Sacks:我認為是民主黨中間派(Democratic Centrism)。這其實是你們認為社會主義者會贏的另一面。原因有二:
- 一是社會主義意識形態在民主黨基礎選民(尤其是年輕人)中佔據上風;
- 二是因為選區劃分,絕大多數國會選區已經沒有真正的競爭,民主黨現任議員唯一真正的威脅來自其左翼的挑戰者,所以即使是溫和派也被迫向左轉。
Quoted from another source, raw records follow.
//! The validated, immutable test plan (the "hammer") and its scenario model.
//!
//! A `Hammer` is produced once by the config intake and never mutated after
//! dispatch starts. Everything the engine, virtual users and requester need
//! is resolved here: payload bytes, parsed sleep specs, enumerated step
//! options, proxy policy and load shape.

use std::collections::HashMap;
use std::str::FromStr;
use std::time::Duration;

use rand::Rng;
use reqwest::Url;
use serde_json::Value;

use crate::data_source::RowSource;
use crate::errors::ConfigError;

/// Default per-step timeout in seconds.
pub const DEFAULT_TIMEOUT_SECS: u64 = 5;
/// Default iteration count when the plan specifies neither
/// `iteration_count` nor the legacy `request_count`.
pub const DEFAULT_ITERATION_COUNT: u64 = 100;
/// Default test duration in seconds.
pub const DEFAULT_DURATION_SECS: u64 = 10;

/// Shape of the load curve over the test duration.
#[derive(Debug, Clone, Copy, PartialEq, Eq)]
pub enum LoadShape {
    /// Evenly spaced iterations.
    Linear,
    /// Linearly increasing rate, light start and heavy finish.
    Incremental,
    /// Rate oscillates around the mean following a sine wave.
    Waved,
}

impl FromStr for LoadShape {
    type Err = ConfigError;

    fn from_str(s: &str) -> Result<Self, Self::Err> {
        match s.to_lowercase().as_str() {
            "linear" => Ok(LoadShape::Linear),
            "incremental" => Ok(LoadShape::Incremental),
            "waved" => Ok(LoadShape::Waved),
            other => Err(ConfigError::UnknownLoadType(other.to_string())),
        }
    }
}

/// One manual load bucket: `count` iterations spread evenly over
/// `duration_secs`.
#[derive(Debug, Clone, Copy, PartialEq, Eq)]
pub struct Bucket {
    pub duration_secs: u64,
    pub count: u64,
}

/// Where iteration reports and the final summary go.
#[derive(Debug, Clone, PartialEq, Eq)]
pub enum ReportDestination {
    /// Human-readable per-iteration lines plus a summary block.
    Stdout,
    /// One JSON object per iteration on a single line; summary as a final line.
    JsonLines,
    /// POST JSON batches to a collector endpoint.
    Remote(Url),
}

/// Per-request proxy selection policy.
#[derive(Debug, Clone, PartialEq, Eq, Default)]
pub enum ProxyPolicy {
    #[default]
    None,
    Single(Url),
    RoundRobin(Vec<Url>),
}

impl ProxyPolicy {
    /// Pure selector: the proxy to use for a given iteration.
    pub fn pick(&self, iteration_id: u64) -> Option<&Url> {
        match self {
            ProxyPolicy::None => None,
            ProxyPolicy::Single(url) => Some(url),
            ProxyPolicy::RoundRobin(urls) => {
                if urls.is_empty() {
                    None
                } else {
                    urls.get(iteration_id as usize % urls.len())
                }
            }
        }
    }
}

/// Parsed sleep specification between scenario steps.
#[derive(Debug, Clone, Copy, PartialEq, Eq, Default)]
pub enum SleepSpec {
    #[default]
    None,
    /// Fixed pause in milliseconds.
    Fixed(u64),
    /// Uniform random pause in `[min, max]` milliseconds.
    Range(u64, u64),
}

impl SleepSpec {
    /// Parse `""`, `"500"` or `"300-700"`. Whitespace is stripped upstream.
    pub fn parse(s: &str) -> Result<Self, ()> {
        if s.is_empty() {
            return Ok(SleepSpec::None);
        }
        if let Some((min, max)) = s.split_once('-') {
            let min: u64 = min.parse().map_err(|_| ())?;
            let max: u64 = max.parse().map_err(|_| ())?;
            if min > max {
                return Err(());
            }
            return Ok(SleepSpec::Range(min, max));
        }
        s.parse().map(SleepSpec::Fixed).map_err(|_| ())
    }

    /// Resolve to a concrete pause, sampling ranged specs uniformly.
    pub fn pick(&self) -> Option<Duration> {
        match self {
            SleepSpec::None => None,
            SleepSpec::Fixed(ms) => Some(Duration::from_millis(*ms)),
            SleepSpec::Range(min, max) => {
                let ms = rand::thread_rng().gen_range(*min..=*max);
                Some(Duration::from_millis(ms))
            }
        }
    }
}

/// HTTP basic auth credentials.
#[derive(Debug, Clone, PartialEq, Eq)]
pub struct BasicAuth {
    pub username: String,
    pub password: String,
}

/// Client certificate and key, kept as validated PEM bytes.
#[derive(Debug, Clone, PartialEq, Eq)]
pub struct TlsMaterial {
    pub cert_pem: Vec<u8>,
    pub key_pem: Vec<u8>,
}

/// Enumerated step options, populated from the untyped `others` bag at plan
/// build time. Unknown keys are reported as validation warnings upstream.
#[derive(Debug, Clone, PartialEq, Eq)]
pub struct StepOptions {
    /// Do not follow 3xx responses; return them verbatim.
    pub disable_redirect: bool,
    /// When false the connection is closed after each request.
    pub keep_alive: bool,
    /// Do not advertise or accept compressed encodings.
    pub disable_compression: bool,
    /// Overrides the host presented to the server.
    pub hostname: Option<String>,
    /// Force HTTP/2 transport.
    pub h2: bool,
    /// Abort the iteration when this step fails at the transport level.
    pub abort_on_fail: bool,
}

impl Default for StepOptions {
    fn default() -> Self {
        Self {
            disable_redirect: false,
            keep_alive: true,
            disable_compression: false,
            hostname: None,
            h2: false,
            abort_on_fail: false,
        }
    }
}

/// Where a capture reads from.
#[derive(Debug, Clone, PartialEq, Eq)]
pub enum CaptureSource {
    Body,
    Header { key: String },
}

/// How a capture extracts its value.
#[derive(Debug, Clone, PartialEq, Eq)]
pub enum Extract {
    /// First match of a JSONPath query.
    JsonPath(String),
    /// String value of an XPath expression.
    Xpath(String),
    /// The `match_no`-th regex match, 1-indexed.
    Regex { expr: String, match_no: usize },
}

/// A named extraction recorded into the iteration environment.
#[derive(Debug, Clone, PartialEq, Eq)]
pub struct CaptureSpec {
    pub name: String,
    pub from: CaptureSource,
    pub extract: Extract,
}

/// One HTTP request within a scenario.
#[derive(Debug, Clone)]
pub struct Step {
    /// Unique within the scenario.
    pub id: u16,
    pub name: String,
    /// Uppercased at plan build.
    pub method: String,
    /// May contain `{{var}}` placeholders.
    pub url: String,
    /// Order and duplicates preserved; values may contain placeholders.
    pub headers: Vec<(String, String)>,
    /// Resolved bytes: multipart wins over file wins over inline.
    pub payload: Vec<u8>,
    pub auth: Option<BasicAuth>,
    pub timeout_secs: u64,
    pub sleep: SleepSpec,
    pub tls: Option<TlsMaterial>,
    pub captures: Vec<CaptureSpec>,
    /// Rule strings evaluated against the response.
    pub assertions: Vec<String>,
    pub options: StepOptions,
}

/// An ordered sequence of steps plus the initial environment and named row
/// sources shared by every iteration.
#[derive(Debug, Clone, Default)]
pub struct Scenario {
    pub envs: HashMap<String, Value>,
    pub data: HashMap<String, RowSource>,
    pub steps: Vec<Step>,
}

/// The immutable, validated test plan.
#[derive(Debug, Clone)]
pub struct Hammer {
    pub iteration_count: u64,
    pub duration_secs: u64,
    pub load_shape: LoadShape,
    /// When non-empty, overrides count, duration and shape.
    pub manual_buckets: Vec<Bucket>,
    pub scenario: Scenario,
    pub proxy: ProxyPolicy,
    pub report_destination: ReportDestination,
    /// Forces single-VU execution and full wire capture.
    pub debug: bool,
    /// Per-second cap on reports forwarded to the sink; 0 disables sampling.
    pub sampling_rate: u64,
}

impl Hammer {
    /// Total iterations the engine will dispatch.
    pub fn effective_iteration_count(&self) -> u64 {
        if self.manual_buckets.is_empty() {
            self.iteration_count
        } else {
            self.manual_buckets.iter().map(|b| b.count).sum()
        }
    }

    /// Total test duration in seconds.
    pub fn effective_duration_secs(&self) -> u64 {
        if self.manual_buckets.is_empty() {
            self.duration_secs
        } else {
            self.manual_buckets.iter().map(|b| b.duration_secs).sum()
        }
    }

    /// Structural validation run once after plan build.
    pub fn validate(&self) -> Result<(), ConfigError> {
        if self.scenario.steps.is_empty() {
            return Err(ConfigError::NoSteps);
        }
        if self.effective_iteration_count() == 0 {
            return Err(ConfigError::NonPositive {
                field: "iteration_count",
            });
        }
        if self.effective_duration_secs() == 0 {
            return Err(ConfigError::NonPositive { field: "duration" });
        }
        let mut seen = std::collections::HashSet::new();
        for step in &self.scenario.steps {
            if !seen.insert(step.id) {
                return Err(ConfigError::DuplicateStepId { step_id: step.id });
            }
            if step.timeout_secs == 0 {
                return Err(ConfigError::NonPositive { field: "timeout" });
            }
        }
        Ok(())
    }
}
Chamath:2026年最大輸家是 門羅主義(The Monroe Doctrine)。我認為歷史學家回顧特朗普總統任期時,會重寫它。我認為存在一個明確的“特朗普主義”,它勝過了門羅主義。我們如何看待戰爭?如何看待我們的勢力範圍?如何看待經濟多邊主義與單邊主義?所有這些都過時了。特朗普的觀點是半球主導地位,在非常具體的情況下采取主動干預,比如打擊販毒集團、控制移民、確保重要資產。我們有更多交易性的關係,這使我們能隨時做出反應。
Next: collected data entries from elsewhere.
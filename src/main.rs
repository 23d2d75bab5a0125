use std::path::PathBuf;
use std::process::ExitCode;

use tokio_util::sync::CancellationToken;
use tracing::{error, info};
use tracing_subscriber::EnvFilter;

use loadhammer::engine::Engine;
use loadhammer::reporter;
use loadhammer::PlanFile;

const EXIT_OK: u8 = 0;
const EXIT_CONFIG: u8 = 1;
const EXIT_RUNTIME: u8 = 2;
// 128 + SIGINT, the conventional shell exit status for an interrupted run.
const EXIT_CANCELLED: u8 = 130;

fn init_tracing() {
    let filter = EnvFilter::try_from_default_env().unwrap_or_else(|_| EnvFilter::new("info"));
    let builder = tracing_subscriber::fmt().with_env_filter(filter);
    if std::env::var("LOG_FORMAT").as_deref() == Ok("json") {
        builder.json().init();
    } else {
        builder.init();
    }
}

/// `loadhammer -config plan.json` or `loadhammer plan.json`.
fn config_path() -> Option<PathBuf> {
    let mut args = std::env::args().skip(1);
    match args.next().as_deref() {
        Some("-config") | Some("--config") => args.next().map(PathBuf::from),
        Some(path) => Some(PathBuf::from(path)),
        None => None,
    }
}

#[tokio::main]
async fn main() -> ExitCode {
    init_tracing();

    let Some(path) = config_path() else {
        eprintln!("usage: loadhammer [-config] <plan.json>");
        return ExitCode::from(EXIT_CONFIG);
    };

    let hammer = match PlanFile::load(&path) {
        Ok(file) => match file.into_hammer().await {
            Ok(hammer) => hammer,
            Err(e) => {
                error!(error = %e, "invalid plan");
                return ExitCode::from(EXIT_CONFIG);
            }
        },
        Err(e) => {
            error!(error = %e, "failed to read plan");
            return ExitCode::from(EXIT_CONFIG);
        }
    };

    let cancel = CancellationToken::new();
    {
        let cancel = cancel.clone();
        tokio::spawn(async move {
            if tokio::signal::ctrl_c().await.is_ok() {
                info!("interrupt received, shutting down");
                cancel.cancel();
            }
        });
    }

    let sink = reporter::for_destination(&hammer.report_destination);
    let engine = Engine::new(hammer);

    match engine.run(cancel.clone(), sink).await {
        Ok(_summary) => {
            if cancel.is_cancelled() {
                ExitCode::from(EXIT_CANCELLED)
            } else {
                ExitCode::from(EXIT_OK)
            }
        }
        Err(e) => {
            error!(error = %e, "run failed");
            ExitCode::from(EXIT_RUNTIME)
        }
    }
}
Friedberg:我認為2026年最大的政治輸家是科技行業。人工智能和科技財富已經成為左右兩派民粹主義的靶心。右派內部正在分裂,科技與MAGA的聯盟正受到民粹主義的強力挑戰;而左派則因為科技與右派的結盟而變得強硬。我認為2026年的中期選舉將是一場針對科技行業的全民公投。
Chamath:Friedberg說得太對了。我昨天剛和三位資深的共和黨參議員會面,他們對一些科技公司和其領導人感到非常失望和不信任。
Sacks:我認為科技行業的天然盟友是MAGA,因為我們仍然相信財產權和創新。如果民主黨真的走向社會主義,他們會想要重塑你與財產權的關係。民粹主義右派之所以憤怒,是因為他們記得審查、去平臺化和影子禁令。科技公司需要與保守派進行一些“真相與和解”的會議。很多公司當初是在拜登政府的壓力下才這麼做的,而且他們也犯了一個錯誤,就是隻給左翼事業捐款。
Jason:我同意Sacks的觀點,2026年最大的政治輸家將是民主黨中間派。
Sacks:Jason,你兩次提到特朗普是新保守主義者,我必須回應一下。新保守主義的特點是:大規模入侵、長期佔領和國家建設。但特朗普做了這些事嗎?沒有。以委內瑞拉為例,整個行動只持續了三個小時,沒有美國人喪生,堪稱完美。我們並沒有推翻整個政權,而是與現有政權合作。這是一種全新的範式,不是新保守主義。
Jason:我承認,特朗普的軍事行動確實非常精準高效,我們的軍隊表現卓越。但事情總有出差錯的可能。如果行動失敗,我們俘虜了人質,那今天的討論就會完全不同。我們必須保持謹慎。